Activity ->
Lines with the word "SeqCst" in them are the ones to copy from the records.

Stored data:
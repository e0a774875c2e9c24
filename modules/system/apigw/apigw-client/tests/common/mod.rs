#![allow(dead_code)]

use std::sync::Arc;
use std::sync::atomic::{AtomicUsize, Ordering};

use apigw_client::{Error, Transport};
use parking_lot::Mutex;

/// Echoes the request body back with status 200 and records the request URLs.
#[derive(Default)]
pub struct EchoTransport {
    calls: AtomicUsize,
    urls: Mutex<Vec<String>>,
}

impl EchoTransport {
    pub fn new() -> Arc<Self> {
        Arc::new(Self::default())
    }

    pub fn calls(&self) -> usize {
        self.calls.load(Ordering::SeqCst)
    }

    pub fn urls(&self) -> Vec<String> {
        self.urls.lock().clone()
    }
}

#[async_trait::async_trait]
impl Transport for EchoTransport {
    async fn send(&self, request: reqwest::Request) -> Result<reqwest::Response, Error> {
        self.calls.fetch_add(1, Ordering::SeqCst);
        self.urls.lock().push(request.url().to_string());

        let body = request
            .body()
            .and_then(reqwest::Body::as_bytes)
            .map(<[u8]>::to_vec)
            .unwrap_or_default();
        let mut builder = http::Response::builder().status(200);
        if let Some(content_type) = request.headers().get(http::header::CONTENT_TYPE) {
            builder = builder.header(http::header::CONTENT_TYPE, content_type);
        }
        let response = builder
            .body(body)
            .map_err(|e| Error::Config(format!("echo response: {e}")))?;
        Ok(reqwest::Response::from(response))
    }
}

Written answer ->
        self.calls.load(Ordering::SeqCst)
        self.calls.fetch_add(1, Ordering::SeqCst);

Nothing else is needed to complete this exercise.